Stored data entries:
····················

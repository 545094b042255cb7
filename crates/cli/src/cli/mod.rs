// SPDX-License-Identifier: MIT
// Copyright (c) 2026 Alfred Jean LLC

mod args;

use std::path::PathBuf;

use clap::{Parser, Subcommand, ValueEnum};

pub use args::{ActionKind, SubmitArgs};

/// Parse a string that must not be empty or whitespace-only.
fn non_empty_string(s: &str) -> Result<String, String> {
    if s.trim().is_empty() {
        Err("cannot be empty".to_string())
    } else {
        Ok(s.to_string())
    }
}

/// Output format for commands supporting structured output.
#[derive(Clone, Copy, Debug, Default, PartialEq, Eq, ValueEnum)]
pub enum OutputFormat {
    #[default]
    Text,
    Json,
}

#[derive(Parser)]
#[command(name = "floorsync")]
#[command(version = env!("CARGO_PKG_VERSION"))]
#[command(about = "Offline-first sync for shop-floor production cards")]
#[command(
    long_about = "Offline-first sync for shop-floor production cards.\n\n\
    Actions taken without a network are queued durably and replayed in order \
    once the MES API is reachable again."
)]
pub struct Cli {
    #[command(subcommand)]
    pub command: Command,
}

#[derive(Subcommand)]
pub enum Command {
    /// Run the sync service until interrupted
    #[command(after_help = "\
Examples:
  floorsync run                          Log to stderr
  floorsync run --log-file sync.log      Log to a file")]
    Run {
        /// Write logs to this file instead of stderr
        #[arg(long, value_name = "path")]
        log_file: Option<PathBuf>,
    },

    /// Execute a card action now, or queue it while offline
    #[command(after_help = "\
Examples:
  floorsync submit start -c C-100 -s S-1
  floorsync submit pause -c C-100 -s S-1 -r \"material missing\"
  floorsync submit complete -c C-100 -s S-1 -q 40
  floorsync submit problem -c C-100 -d \"spindle overheating\"")]
    Submit(SubmitArgs),

    /// Replay the queue once if the API is reachable
    Sync,

    /// Show connectivity and queue status
    Status {
        /// Output format
        #[arg(long, short, value_enum, default_value_t)]
        output: OutputFormat,
    },

    /// Inspect or reset the action queue
    Queue {
        #[command(subcommand)]
        command: QueueCommand,
    },

    /// Manage cached reference data
    Cache {
        #[command(subcommand)]
        command: CacheCommand,
    },
}

#[derive(Subcommand)]
pub enum QueueCommand {
    /// List queued actions in replay order
    List {
        /// Output format
        #[arg(long, short, value_enum, default_value_t)]
        output: OutputFormat,
    },
    /// Drop every queued action
    Clear {
        /// Skip the confirmation requirement
        #[arg(long, short)]
        yes: bool,
    },
}

#[derive(Subcommand)]
pub enum CacheCommand {
    /// Remove cached cards, steps and departments for a tenant
    Clear {
        /// Tenant whose cache is dropped
        #[arg(value_parser = non_empty_string)]
        tenant: String,
    },
}

#[cfg(test)]
#[path = "../cli_tests/mod.rs"]
mod tests;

····················

**ASSIGNMENT**
Which lines of the data above contain "order"? Copy each one.

**SOLUTION TO THE EXERCISE**
    Actions taken without a network are queued durably and replayed in order \
    /// List queued actions in replay order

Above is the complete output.